Ствол и капитель колонны столь же непохожи друг на друга, как туловище и голова человека. Это различие закреплено в самом слове «капитель», происходящем, как известно, от латинского caput – «голова». Возможно, во времена фараона Джосера сочетание в колонне стеблей и цветков претендовало на естественность и по-витрувиански это можно было бы назвать конлокацией. Но благодаря своей двойственной природе – одновременно конструктивной и изобразительной – колонна уже тогда обзавелась противоестественными, озадачивающими (по Витрувию – композиционными) свойствами: балки не могут лежать на цветах, не уничтожая их, цветы не бывают каменными, камень не может расти вверх – и тем не менее колонна с цветочной капителью как бы освобождалась от воздействия силы тяжести (как кажутся свободными от нее настоящие цветы и даже деревья) и, вопреки природе, не просто покорно несла тяжесть балок, а столь активно ей противодействовала, что, кажется, убери их – и колонна пойдет в рост.
Всем этим колонна отличается от столба – существа цельного, неделимого, нечленораздельного. Материал столба сопротивляется нагрузке, но в его форме это не выражено. Можно подумать, что нагрузка просто стекает по нему вниз, как вода по трубе. Столб – честный труженик, колонна – искусная обманщица. Она «создает ощущение», «имитирует», «изображает», то есть не может оставаться в нашем сознании только столбом. Мало того, что у дорической колонны мужской характер, а у ионической и коринфской – женский. Существует гипотеза, что первая известная греческая колонна коринфского ордера была установлена около 400 года до н. э. в храме Аполлона в Бассах, «на месте культовой статуи, так что сама колонна могла быть предметом почитания»48.

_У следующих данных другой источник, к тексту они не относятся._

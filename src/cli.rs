//! Command-line interface definitions.
//!
//! Every search parameter and run option can be given on the command line.
//! When `--config` points at a YAML file, the file is loaded first and flags
//! given on the command line replace the corresponding values.

use crate::config::AppConfig;
use crate::models::SortMode;
use crate::outputs::OutputFormat;
use clap::Parser;
use std::path::PathBuf;

/// Command-line arguments for lenta_harvest.
///
/// # Examples
///
/// ```sh
/// # January 2019, economics only, one request per day
/// lenta_harvest --date-from 2019-01-01 --date-to 2019-02-01 --bloc 4
///
/// # Weekly windows, checkpoint every 4 weeks, JSON output
/// lenta_harvest -c harvest.yaml --time-step 7 --save-every 4 --format json
/// ```
#[derive(Parser, Debug, Default)]
#[command(author, version, about)]
pub struct Cli {
    /// Optional path to a YAML config file
    #[arg(short, long, env = "LENTA_HARVEST_CONFIG")]
    pub config: Option<PathBuf>,

    /// Search endpoint URL
    #[arg(long, env = "LENTA_SEARCH_ENDPOINT")]
    pub endpoint: Option<String>,

    /// Free-text search query
    #[arg(short, long)]
    pub query: Option<String>,

    /// Pagination offset
    #[arg(long)]
    pub offset: Option<u64>,

    /// Page size
    #[arg(long)]
    pub size: Option<u64>,

    /// Result ordering
    #[arg(long, value_enum)]
    pub sort: Option<SortMode>,

    /// Match the query against titles only (`--title-only` alone means true)
    #[arg(long, num_args = 0..=1, default_missing_value = "true")]
    pub title_only: Option<bool>,

    #[arg(long)]
    pub domain: Option<u32>,

    /// Material type filter (0 = all)
    #[arg(long = "type")]
    pub material_type: Option<u32>,

    /// Category filter (0 = all)
    #[arg(long)]
    pub bloc: Option<u32>,

    /// First day of the range (YYYY-MM-DD)
    #[arg(short = 'f', long)]
    pub date_from: Option<String>,

    /// Last day of the range, inclusive (YYYY-MM-DD)
    #[arg(short = 't', long)]
    pub date_to: Option<String>,

    /// Window width in days
    #[arg(long)]
    pub time_step: Option<u64>,

    /// Write a checkpoint every N windows
    #[arg(long)]
    pub save_every: Option<u64>,

    /// Skip writing the final table
    #[arg(long)]
    pub no_final_save: bool,

    /// Checkpoint file (default: <tmp>/checkpoint_table.<ext>)
    #[arg(long)]
    pub checkpoint_path: Option<PathBuf>,

    /// Directory for the final table
    #[arg(short, long)]
    pub output_dir: Option<PathBuf>,

    /// File name prefix of the final table
    #[arg(long)]
    pub output_prefix: Option<String>,

    /// Table format for checkpoint and final file
    #[arg(long, value_enum)]
    pub format: Option<OutputFormat>,

    /// Number of leading rows to log once the run finishes
    #[arg(long, default_value_t = 5)]
    pub preview: usize,
}

impl Cli {
    /// Overlay the flags that were given onto `config`.
    pub fn apply(&self, mut config: AppConfig) -> AppConfig {
        let search = &mut config.search;
        if let Some(endpoint) = &self.endpoint {
            search.endpoint = endpoint.clone();
        }
        if let Some(query) = &self.query {
            search.query = query.clone();
        }
        if let Some(offset) = self.offset {
            search.offset = offset;
        }
        if let Some(size) = self.size {
            search.size = size;
        }
        if let Some(sort) = self.sort {
            search.sort = sort;
        }
        if let Some(title_only) = self.title_only {
            search.title_only = title_only;
        }
        if let Some(domain) = self.domain {
            search.domain = domain;
        }
        if let Some(material_type) = self.material_type {
            search.material_type = material_type;
        }
        if let Some(bloc) = self.bloc {
            search.bloc = bloc;
        }
        if let Some(date_from) = &self.date_from {
            search.date_from = Some(date_from.clone());
        }
        if let Some(date_to) = &self.date_to {
            search.date_to = Some(date_to.clone());
        }

        let run = &mut config.run;
        if let Some(time_step) = self.time_step {
            run.time_step = time_step;
        }
        if let Some(save_every) = self.save_every {
            run.save_every = save_every;
        }
        if self.no_final_save {
            run.save_final = false;
        }
        if let Some(format) = self.format {
            run.format = format;
        }
        if let Some(path) = &self.checkpoint_path {
            run.checkpoint_path = Some(path.clone());
        }
        if let Some(dir) = &self.output_dir {
            run.output_dir = dir.clone();
        }
        if let Some(prefix) = &self.output_prefix {
            run.output_prefix = prefix.clone();
        }
        config
    }
}

#[cfg(test)]
mod tests {
    use super::*;

    #[test]
    fn test_cli_parsing() {
        let cli = Cli::parse_from([
            "lenta_harvest",
            "--date-from",
            "2019-01-01",
            "--date-to",
            "2019-02-01",
            "--type",
            "1",
            "--bloc",
            "4",
            "--sort",
            "relevance",
        ]);

        assert_eq!(cli.date_from.as_deref(), Some("2019-01-01"));
        assert_eq!(cli.date_to.as_deref(), Some("2019-02-01"));
        assert_eq!(cli.material_type, Some(1));
        assert_eq!(cli.bloc, Some(4));
        assert_eq!(cli.sort, Some(SortMode::Relevance));
        assert_eq!(cli.preview, 5);
    }

    #[test]
    fn test_cli_short_flags() {
        let cli = Cli::parse_from([
            "lenta_harvest",
            "-f",
            "2019-01-01",
            "-t",
            "2019-01-05",
            "-o",
            "/tmp/out",
            "-q",
            "нефть",
        ]);

        assert_eq!(cli.date_from.as_deref(), Some("2019-01-01"));
        assert_eq!(cli.output_dir, Some(PathBuf::from("/tmp/out")));
        assert_eq!(cli.query.as_deref(), Some("нефть"));
    }

    #[test]
    fn test_title_only_as_bare_flag() {
        let cli = Cli::try_parse_from(["lenta_harvest", "--title-only"]).unwrap();
        assert_eq!(cli.title_only, Some(true));

        let cli = Cli::try_parse_from(["lenta_harvest", "--title-only", "false"]).unwrap();
        assert_eq!(cli.title_only, Some(false));

        let cli = Cli::try_parse_from(["lenta_harvest"]).unwrap();
        assert_eq!(cli.title_only, None);
    }

    #[test]
    fn test_apply_overrides_only_given_flags() {
        let mut base = AppConfig::default();
        base.search.bloc = 4;
        base.search.query = "from file".to_string();
        base.run.save_every = 10;

        let cli = Cli {
            query: Some("from flag".to_string()),
            time_step: Some(3),
            no_final_save: true,
            ..Cli::default()
        };
        let config = cli.apply(base);

        assert_eq!(config.search.query, "from flag");
        assert_eq!(config.search.bloc, 4);
        assert_eq!(config.run.save_every, 10);
        assert_eq!(config.run.time_step, 3);
        assert!(!config.run.save_final);
    }

    #[test]
    fn test_apply_format_moves_default_checkpoint() {
        let cli = Cli {
            format: Some(OutputFormat::Json),
            ..Cli::default()
        };
        let config = cli.apply(AppConfig::default());
        assert_eq!(config.run.format, OutputFormat::Json);
        assert!(config.run.checkpoint_file().ends_with("checkpoint_table.json"));
    }

    #[test]
    fn test_yaml_format_sets_checkpoint_extension() {
        let base: AppConfig = serde_yaml::from_str("run:\n  format: json\n").unwrap();
        let config = Cli::default().apply(base);
        assert_eq!(config.run.format, OutputFormat::Json);
        assert!(config.run.checkpoint_file().ends_with("checkpoint_table.json"));
    }
}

И все же в подавляющем большинстве случаев колоннам тоже приходится работать – и они почти всегда делают это вдвоем или коллективно, образуя прямые или изогнутые колоннады. Оттого что на протяжении жизни нам встречается неисчислимое множество колонн, поддерживающих плоские и арочные перемычки, мы и свободно стоящую колонну невольно воспринимаем так, как если бы она, не утрачивая присущего ей устремления ввысь, не была, однако, столь же свободна от воображаемой нагрузки, как менгир или обелиск.
Парфенон
Витрувий в триаде целей, которые архитектор должен иметь в виду, за какое бы сооружение он ни взялся, сначала упоминает прочность, затем пользу и, наконец, красоту. Но по количеству упоминаний (вместе с производными словами от ключевого термина) в его трактате решительно лидирует польза (119 упоминаний), от которой сильно отстает прочность (41 упоминание), а красота замыкает триаду (24 упоминания), причем чаще всего это архитектурное достоинство встречается в первых трех главах книги IV, где речь идет о колоннах49. Делаю несколько рискованный, ибо недоказуемый, вывод: для римлян красота не была желаемым свойством всякого утилитарно необходимого и прочного сооружения; она вообще была не столько собственным свойством сооружений, сколько украшением, которым архитекторы наделяли или не наделяли их, исходя из соображений декорума, то есть благопристойности; при этом главным средством украшения были колонны.